%%

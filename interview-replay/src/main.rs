//! interview-replay - run recorded answers through the sequencing engine
//!
//! Loads a survey definition and a set of answers, then prints the
//! question sequence an interviewer would see. Useful for checking display
//! conditions, set rotation and reorder tables without a device.
//!
//! ```text
//! interview-replay --builtin tracker --mode cati --last-set 1 \
//!     --constituency "Basirhat Dakshin" --responses answers.json
//! ```

use std::path::{Path, PathBuf};
use std::sync::Arc;

use anyhow::{Context, Result, bail};
use clap::{Parser, ValueEnum};
use interview_flow::{
    ByeElectionRule, EngineConfig, InMemoryStore, InterviewMode, InterviewSession, Responses,
    SessionOptions, SurveyDefinition, SurveyRules, parse_ac_master,
};
use tracing::{info, warn};
use tracing_subscriber::{layer::SubscriberExt, util::SubscriberInitExt};

#[derive(Debug, Clone, Copy, ValueEnum)]
enum Mode {
    Capi,
    Cati,
}

impl From<Mode> for InterviewMode {
    fn from(mode: Mode) -> Self {
        match mode {
            Mode::Capi => InterviewMode::Capi,
            Mode::Cati => InterviewMode::Cati,
        }
    }
}

#[derive(Debug, Clone, Copy, ValueEnum)]
enum Builtin {
    Household,
    Tracker,
}

/// Command-line arguments for interview-replay
#[derive(Parser, Debug)]
#[command(name = "interview-replay")]
#[command(about = "Print the visible question sequence for a set of answers")]
#[command(version)]
struct Args {
    /// Survey definition JSON
    #[arg(required_unless_present = "builtin")]
    survey: Option<PathBuf>,

    /// Use a bundled survey instead of a file
    #[arg(long, value_enum, conflicts_with = "survey")]
    builtin: Option<Builtin>,

    /// Answers as a JSON object keyed by question id
    #[arg(short, long)]
    responses: Option<PathBuf>,

    /// Engine config (TOML); falls back to $INTERVIEW_FLOW_CONFIG
    #[arg(short, long)]
    config: Option<PathBuf>,

    #[arg(short, long, value_enum, default_value = "capi")]
    mode: Mode,

    /// Set number used by the previous CATI interview
    #[arg(long)]
    last_set: Option<u32>,

    #[arg(long, env = "INTERVIEW_CONSTITUENCY")]
    constituency: Option<String>,

    /// AC master JSON; its bye-election flags replace the configured list
    #[arg(long)]
    ac_master: Option<PathBuf>,

    /// Question gated by the AC master bye-election flags
    #[arg(long, default_value = "16", requires = "ac_master")]
    bye_election_question: String,

    /// 0 for the primary language, n for the n-th inline translation
    #[arg(short, long, default_value = "0")]
    language: usize,

    /// Validate and print the submission record as JSON
    #[arg(long)]
    complete: bool,
}

#[tokio::main]
async fn main() -> Result<()> {
    tracing_subscriber::registry()
        .with(
            tracing_subscriber::EnvFilter::try_from_default_env()
                .unwrap_or_else(|_| "interview_flow=info,interview_replay=info".into()),
        )
        .with(tracing_subscriber::fmt::layer().with_writer(std::io::stderr))
        .init();

    let args = Args::parse();

    let survey = load_survey(&args)?;
    let config = EngineConfig::resolve(args.config.as_deref()).context("Failed to load config")?;
    let mut rules = config.rules_for(&survey.id).cloned();
    if let Some(path) = &args.ac_master {
        let json = std::fs::read_to_string(path)
            .with_context(|| format!("Failed to read {}", path.display()))?;
        let master = parse_ac_master(&json)
            .with_context(|| format!("Invalid AC master data in {}", path.display()))?;
        let rule = ByeElectionRule::from_ac_master(args.bye_election_question.clone(), &master);
        info!(constituencies = rule.constituencies.len(), "bye-election list from AC master");
        rules = Some(
            rules
                .unwrap_or_else(|| SurveyRules::new(survey.id.clone()))
                .with_bye_election(rule),
        );
    }
    if rules.is_none() {
        info!(survey = %survey.id, "no survey rules configured");
    }

    let store = match args.last_set {
        Some(set) => InMemoryStore::new().with_last_set(survey.id.clone(), set),
        None => InMemoryStore::new(),
    };

    let mut options = SessionOptions::new("replay", args.mode.into()).with_language(args.language);
    if let Some(constituency) = &args.constituency {
        options = options.with_constituency(constituency.clone());
    }

    let mut session = InterviewSession::start(Arc::new(survey), options, rules, &store)
        .await
        .context("Failed to start interview")?;

    if let Some(path) = &args.responses {
        for (id, value) in load_responses(path)? {
            if let Err(err) = session.answer(id.clone(), value) {
                warn!(question = %id, "skipping answer: {err}");
            }
        }
    }

    print_sequence(&session);

    if args.complete {
        let record = session.complete().context("Interview is incomplete")?;
        println!("{}", record.to_json()?);
    }
    Ok(())
}

fn load_survey(args: &Args) -> Result<SurveyDefinition> {
    if let Some(builtin) = args.builtin {
        return match builtin {
            Builtin::Household => {
                example_surveys::household().context("Bundled household survey is invalid")
            }
            Builtin::Tracker => Ok(example_surveys::election_tracker()),
        };
    }
    let Some(path) = &args.survey else {
        bail!("no survey given");
    };
    let json = std::fs::read_to_string(path)
        .with_context(|| format!("Failed to read {}", path.display()))?;
    SurveyDefinition::from_json(&json)
        .with_context(|| format!("Invalid survey definition in {}", path.display()))
}

fn load_responses(path: &Path) -> Result<Responses> {
    let json = std::fs::read_to_string(path)
        .with_context(|| format!("Failed to read {}", path.display()))?;
    serde_json::from_str(&json).with_context(|| format!("Invalid responses in {}", path.display()))
}

fn print_sequence(session: &InterviewSession) {
    match session.set_number() {
        Some(set) => println!("{} ({}, set {set})", session.survey().name, session.mode()),
        None => println!("{} ({})", session.survey().name, session.mode()),
    }

    let current = session.current().map(|question| question.id().clone());
    for located in session.visible_questions() {
        let question = located.question;
        let marker = if current.as_ref() == Some(question.id()) { ">" } else { " " };
        let number = question.question_number().unwrap_or("-");
        let answer = session
            .responses()
            .get(question.id())
            .map(|value| value.elements().join(", "))
            .unwrap_or_default();
        println!(
            "{marker} {number:>4}  {:<20} {}  [{answer}]",
            question.id().as_str(),
            session.display_text(question)
        );
    }
}
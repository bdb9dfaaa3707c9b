//! Engine configuration: per-survey rules and location timeouts.
//!
//! ```toml
//! [location]
//! network_timeout_ms = 8000
//!
//! [[surveys]]
//! survey_id = "ac-tracker-2025"
//! reorder = [{ question_number = "5" }, { question_number = "3", sub_question = "a" }]
//!
//! [surveys.bye_election]
//! question_number = "16"
//! constituencies = ["Basirhat Dakshin"]
//! ```

use std::collections::HashSet;
use std::path::{Path, PathBuf};
use std::time::Duration;

use serde::{Deserialize, Serialize};
use tracing::{debug, info};

use crate::{ConfigError, LocationSource, SurveyRules};

/// Environment variable naming the config file.
pub const CONFIG_ENV_VAR: &str = "INTERVIEW_FLOW_CONFIG";

#[derive(Debug, Clone, Default, PartialEq, Serialize, Deserialize)]
pub struct EngineConfig {
    #[serde(default)]
    pub surveys: Vec<SurveyRules>,

    #[serde(default)]
    pub location: LocationConfig,
}

impl EngineConfig {
    /// Parse and check a TOML config.
    pub fn from_toml_str(content: &str) -> Result<Self, ConfigError> {
        let config: Self = toml::from_str(content)?;
        let mut seen = HashSet::new();
        for rules in &config.surveys {
            if !seen.insert(rules.survey_id.as_str()) {
                return Err(ConfigError::DuplicateSurvey(rules.survey_id.clone()));
            }
        }
        Ok(config)
    }

    /// Load a TOML config file.
    pub fn load(path: &Path) -> Result<Self, ConfigError> {
        let content = std::fs::read_to_string(path).map_err(|source| ConfigError::Io {
            path: path.to_path_buf(),
            source,
        })?;
        let config = Self::from_toml_str(&content)?;
        info!(path = %path.display(), surveys = config.surveys.len(), "loaded engine config");
        Ok(config)
    }

    /// Resolve the config in priority order:
    /// 1. Explicit path (command-line argument)
    /// 2. `INTERVIEW_FLOW_CONFIG` environment variable
    /// 3. Built-in defaults (no survey rules)
    pub fn resolve(explicit: Option<&Path>) -> Result<Self, ConfigError> {
        if let Some(path) = explicit {
            return Self::load(path);
        }
        if let Ok(path) = std::env::var(CONFIG_ENV_VAR) {
            return Self::load(&PathBuf::from(path));
        }
        debug!("no config file given, using defaults");
        Ok(Self::default())
    }

    /// Rules registered for `survey_id`.
    pub fn rules_for(&self, survey_id: &str) -> Option<&SurveyRules> {
        self.surveys.iter().find(|rules| rules.survey_id == survey_id)
    }
}

/// Per-strategy timeouts for location acquisition, in milliseconds.
#[derive(Debug, Clone, PartialEq, Eq, Serialize, Deserialize)]
#[serde(default)]
pub struct LocationConfig {
    pub network_timeout_ms: u64,
    pub gps_timeout_ms: u64,
    pub maps_timeout_ms: u64,
    pub manual_timeout_ms: u64,
}

impl Default for LocationConfig {
    fn default() -> Self {
        Self {
            network_timeout_ms: 10_000,
            gps_timeout_ms: 15_000,
            maps_timeout_ms: 10_000,
            manual_timeout_ms: 120_000,
        }
    }
}

impl LocationConfig {
    /// Timeout for a strategy of the given source.
    pub fn timeout(&self, source: LocationSource) -> Duration {
        let ms = match source {
            LocationSource::Network => self.network_timeout_ms,
            LocationSource::Gps => self.gps_timeout_ms,
            LocationSource::MapsService => self.maps_timeout_ms,
            LocationSource::Manual => self.manual_timeout_ms,
        };
        Duration::from_millis(ms)
    }
}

%%

• [YOUR GOAL]:
Copy each line from the entries above that has the word "Duration" in it.

• [ANSWER BOX]:
use std::time::Duration;
    pub fn timeout(&self, source: LocationSource) -> Duration {
        Duration::from_millis(ms)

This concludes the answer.